Governments across the world have been making efforts to formulate new procurement standards based on these new guidelines as well as looking at Section 508 Refresh in the US, and Mandate 376 in Europe in particular. In fact many countries across the world have passed laws and directives about making websites accessible; in Europe a new directive from the EU on eInclusion (encompassing activities related to the achievement of an inclusive information society) for 2010 proposes conditions for every citizen to take part in the information society by bridging the broadband, accessibility and tackling competencies gap. Already for many public sector and not-for-profit websites, it is often a mandated requirement that their websites are accessible.
I think WAI-ARIA is really exciting – it’s a positive, enabling standard.
With users’ high expectations for feature rich and interactive websites, many web 2.0 technologies have emerged which have to be taken into consideration when making sites accessible. It’s all in the approach that a company takes to become compliant. Deal says,
I don’t think accessibility and cutting edge technologies are incompatible at all. Key to our approach is the idea of progressive enhancement: you start with a simple site core, and then unobtrusively lay additional visual and interactive layers on top. It’s entirely down to the user if they use those additional layers; if they don’t, then the functional application is still there at the core.
Jan Kjellberg agrees:
Accessibility isn’t a matter of all or nothing. It is certainly possible to improve the accessibility of almost any website even though it may not be 100 percent perfect.
Ted Howe, head of user interface at Fortune Cookie adds,
The new version of the WCAG (released in December 2008) aims to be much more inclusive of Web 2.0 based sites. They have been written for the web as it is now, and when used in conjunction with other emerging recommendations from the W3C like WAI-ARIA, committed developers will see no reason why a Web 2.0 site can’t be made accessible.
Code from the editor used in EPiServer that is non usable can be filtered out to create a fully compliant site however editors have to be aware of their own responsibility in the process in keeping the content accessible.
Indeed, training and educating editors is a factor that shouldn’t be ignored or underestimated in its value. If web editors know how to create accessible content, then all the good work that was initially done on the technical side to create an accessible website will be maintained.
Ted Howe stresses how important this is:
We get the developers responsible for building the accessible front end of the site to train the content editors to ensure the content is kept accessible after handover. We highlight a lot of common issues that can crop up, and show workarounds for common problems.
The widespread acceptance that accessibility is a necessary factor to consider when building a website brings true benefits to everyone and makes the web more accessible to us all.

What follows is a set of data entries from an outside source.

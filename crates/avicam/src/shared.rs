//! Shared ownership of captured frames
//!
//! One physical frame can be in flight to the stream sink, the recorder and
//! the event path at once. [`SharedFrame`] counts the references and hands
//! the buffer back to its [`FrameSource`] when the last one is dropped.

use std::fmt;
use std::ops::Deref;
use std::sync::Arc;

use bytes::Bytes;

use crate::{FrameBuffer, FrameSource};

struct Inner {
    frame: FrameBuffer,
    source: Option<Arc<dyn FrameSource>>,
}

impl Drop for Inner {
    fn drop(&mut self) {
        if let Some(source) = self.source.take() {
            let frame = std::mem::replace(&mut self.frame, FrameBuffer::jpeg(Bytes::new()));
            source.release(frame);
        }
    }
}

/// Reference-counted handle to one frame.
///
/// Cloning (or [`share`](SharedFrame::share)) adds a reference; dropping
/// (or [`release`](SharedFrame::release)) removes one. The source release
/// runs exactly once, on the transition to zero.
pub struct SharedFrame(Arc<Inner>);

impl SharedFrame {
    /// Wrap a frame acquired from `source`
    pub fn from_source(frame: FrameBuffer, source: Arc<dyn FrameSource>) -> Self {
        Self(Arc::new(Inner {
            frame,
            source: Some(source),
        }))
    }

    /// Wrap a frame that has no source to return to (e.g. read from a file)
    pub fn owned(frame: FrameBuffer) -> Self {
        Self(Arc::new(Inner {
            frame,
            source: None,
        }))
    }

    /// Hand out another reference to the same frame
    pub fn share(&self) -> Self {
        Self(Arc::clone(&self.0))
    }

    /// Give up this reference
    pub fn release(self) {
        drop(self);
    }

    /// Number of live references
    pub fn ref_count(&self) -> usize {
        Arc::strong_count(&self.0)
    }

    pub fn frame(&self) -> &FrameBuffer {
        &self.0.frame
    }
}

impl Clone for SharedFrame {
    fn clone(&self) -> Self {
        self.share()
    }
}

impl Deref for SharedFrame {
    type Target = FrameBuffer;

    fn deref(&self) -> &FrameBuffer {
        &self.0.frame
    }
}

impl fmt::Debug for SharedFrame {
    fn fmt(&self, f: &mut fmt::Formatter<'_>) -> fmt::Result {
        f.debug_struct("SharedFrame")
            .field("len", &self.0.frame.len())
            .field("format", &self.0.frame.format)
            .field("refs", &self.ref_count())
            .finish()
    }
}

#[cfg(test)]
mod tests {
    use super::*;
    use crate::{TestSource, TestSourceConfig};
    use std::sync::atomic::{AtomicUsize, Ordering};

    fn source() -> Arc<TestSource> {
        Arc::new(TestSource::new(TestSourceConfig {
            frame_size: 32,
            ..Default::default()
        }))
    }

    #[test]
    fn release_on_last_reference() {
        let src = source();
        let frame = src.acquire().unwrap();
        let shared = SharedFrame::from_source(frame, src.clone());
        let a = shared.share();
        let b = shared.clone();
        assert_eq!(shared.ref_count(), 3);

        a.release();
        shared.release();
        assert_eq!(src.outstanding(), 1);
        assert_eq!(b.ref_count(), 1);

        b.release();
        assert_eq!(src.outstanding(), 0);
        assert_eq!(src.released(), 1);
    }

    #[test]
    fn released_buffer_is_the_original() {
        struct Capture {
            seen: std::sync::Mutex<Vec<Bytes>>,
        }
        impl FrameSource for Capture {
            fn acquire(&self) -> Option<FrameBuffer> {
                None
            }
            fn release(&self, frame: FrameBuffer) {
                self.seen.lock().unwrap().push(frame.payload);
            }
        }

        let capture = Arc::new(Capture {
            seen: std::sync::Mutex::new(Vec::new()),
        });
        let payload = Bytes::from_static(&[0xFF, 0xD8, 1, 2]);
        let shared = SharedFrame::from_source(FrameBuffer::jpeg(payload.clone()), capture.clone());
        assert_eq!(shared.payload, payload);
        drop(shared);

        let seen = capture.seen.lock().unwrap();
        assert_eq!(seen.len(), 1);
        assert_eq!(seen[0], payload);
    }

    #[test]
    fn owned_frames_release_nothing() {
        let shared = SharedFrame::owned(FrameBuffer::jpeg(Bytes::from_static(&[0xFF, 0xD8])));
        let other = shared.share();
        assert_eq!(other.len(), 2);
        drop(shared);
        drop(other);
    }

    #[test]
    fn concurrent_share_and_release() {
        struct Counting(AtomicUsize);
        impl FrameSource for Counting {
            fn acquire(&self) -> Option<FrameBuffer> {
                None
            }
            fn release(&self, _frame: FrameBuffer) {
                self.0.fetch_add(1, Ordering::SeqCst);
            }
        }

        let counting = Arc::new(Counting(AtomicUsize::new(0)));
        for _ in 0..50 {
            let shared = SharedFrame::from_source(
                FrameBuffer::jpeg(Bytes::from_static(&[0xFF, 0xD8, 0, 0])),
                counting.clone(),
            );
            let handles: Vec<_> = (0..8)
                .map(|_| {
                    let handle = shared.share();
                    std::thread::spawn(move || {
                        let again = handle.share();
                        assert!(again.ref_count() >= 2);
                        again.release();
                        handle.release();
                    })
                })
                .collect();
            shared.release();
            for h in handles {
                h.join().unwrap();
            }
        }
        assert_eq!(counting.0.load(Ordering::SeqCst), 50);
    }
}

Mark Deal vigorously promotes accessibility to his clients:
We strongly advise all our clients to meet their obligations to all web users. Where clients have made specific accessibility compliance requests, we will put in place accessibility checklists at development and quality assurance stages that map to the client’s acceptance criteria. We’ll often put user testing in place to ensure that we have feedback from users of a range of browsing technologies.
Accessibility should been seen as providing an environment in which everyone can use the latest applications, irrespective of how they access the Internet.